▶ _AIM OF THE EXERCISE_
In the listing that follows, count every line holding the word "crate" and give only the count.

▶ _EXERCISE MATERIAL_
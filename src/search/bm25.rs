use crate::config::Bm25Config;
use crate::corpus::Chunk;
use crate::error::{RagevalError, Result};
use crate::search::tokenizer::tokenize;
use crate::search::{rank_scores, RetrievalResult, Retriever};
use async_trait::async_trait;
use std::collections::HashMap;

/// In-memory Okapi BM25 index over the chunk store.
///
/// Statistics are computed once in [`Retriever::index`]; queries walk the
/// postings of each query term, so chunks that share no term with the query
/// are never touched.
#[derive(Debug)]
pub struct Bm25Retriever {
    params: Bm25Config,
    index: Option<Bm25Index>,
}

#[derive(Debug)]
struct Bm25Index {
    /// Chunk ids in corpus order
    chunk_ids: Vec<String>,
    /// Token count per chunk
    doc_lens: Vec<usize>,
    avg_doc_len: f64,
    /// term -> (chunk position, term frequency), ascending by position
    postings: HashMap<String, Vec<(usize, u32)>>,
    /// term -> idf
    idf: HashMap<String, f64>,
}

impl Bm25Retriever {
    pub fn new(params: Bm25Config) -> Self {
        Self { params, index: None }
    }

    /// Compute BM25 score for every chunk containing at least one query term
    ///
    /// # Returns
    ///
    /// `(chunk position, score)` pairs in corpus order, positive scores only
    fn score(&self, index: &Bm25Index, query_tokens: &[String]) -> Vec<(usize, f64)> {
        let k1 = self.params.k1;
        let b = self.params.b;
        let mut scores = vec![0.0f64; index.chunk_ids.len()];

        // Repeated query terms contribute once per occurrence.
        for token in query_tokens {
            let (Some(postings), Some(idf)) = (index.postings.get(token), index.idf.get(token)) else {
                continue;
            };
            for &(position, tf) in postings {
                let doc_len = index.doc_lens[position];
                if doc_len == 0 {
                    continue;
                }
                let tf = f64::from(tf);
                let norm = 1.0 - b + b * doc_len as f64 / index.avg_doc_len;
                scores[position] += idf * tf * (k1 + 1.0) / (tf + k1 * norm);
            }
        }

        scores
            .into_iter()
            .enumerate()
            .filter(|(_, score)| *score > 0.0)
            .collect()
    }
}

fn build_index(chunks: &[Chunk]) -> Bm25Index {
    let mut postings: HashMap<String, Vec<(usize, u32)>> = HashMap::new();
    let mut doc_lens = Vec::with_capacity(chunks.len());
    let mut total_len = 0usize;

    for (position, chunk) in chunks.iter().enumerate() {
        let tokens = tokenize(&chunk.text);
        if tokens.is_empty() {
            log::warn!("Chunk {} has no indexable tokens", chunk.id);
        }
        doc_lens.push(tokens.len());
        total_len += tokens.len();

        let mut term_freqs: HashMap<String, u32> = HashMap::new();
        for token in tokens {
            *term_freqs.entry(token).or_insert(0) += 1;
        }
        for (term, tf) in term_freqs {
            postings.entry(term).or_default().push((position, tf));
        }
    }

    let n = chunks.len() as f64;
    let idf = postings
        .iter()
        .map(|(term, list)| {
            let df = list.len() as f64;
            (term.clone(), ((n - df + 0.5) / (df + 0.5) + 1.0).ln())
        })
        .collect();

    Bm25Index {
        chunk_ids: chunks.iter().map(|c| c.id.clone()).collect(),
        doc_lens,
        avg_doc_len: total_len as f64 / n,
        postings,
        idf,
    }
}

#[async_trait]
impl Retriever for Bm25Retriever {
    fn name(&self) -> &'static str {
        "bm25"
    }

    async fn index(&mut self, chunks: &[Chunk]) -> Result<()> {
        if chunks.is_empty() {
            return Err(RagevalError::EmptyCorpus);
        }
        let start = std::time::Instant::now();
        let index = build_index(chunks);
        log::info!(
            "BM25 index built: {} chunks, {} terms, avg length {:.1} tokens ({:?})",
            index.chunk_ids.len(),
            index.postings.len(),
            index.avg_doc_len,
            start.elapsed()
        );
        self.index = Some(index);
        Ok(())
    }

    fn is_indexed(&self) -> bool {
        self.index.is_some()
    }

    async fn retrieve(&self, query: &str, top_k: usize) -> Result<RetrievalResult> {
        let index = self.index.as_ref().ok_or(RagevalError::NotIndexed)?;

        let query_tokens = tokenize(query);
        if query_tokens.is_empty() || top_k == 0 {
            return Ok(RetrievalResult::default());
        }

        let scored = self.score(index, &query_tokens);
        Ok(rank_scores(scored, &index.chunk_ids, top_k))
    }
}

▶ _EXPECTED ANSWER_
5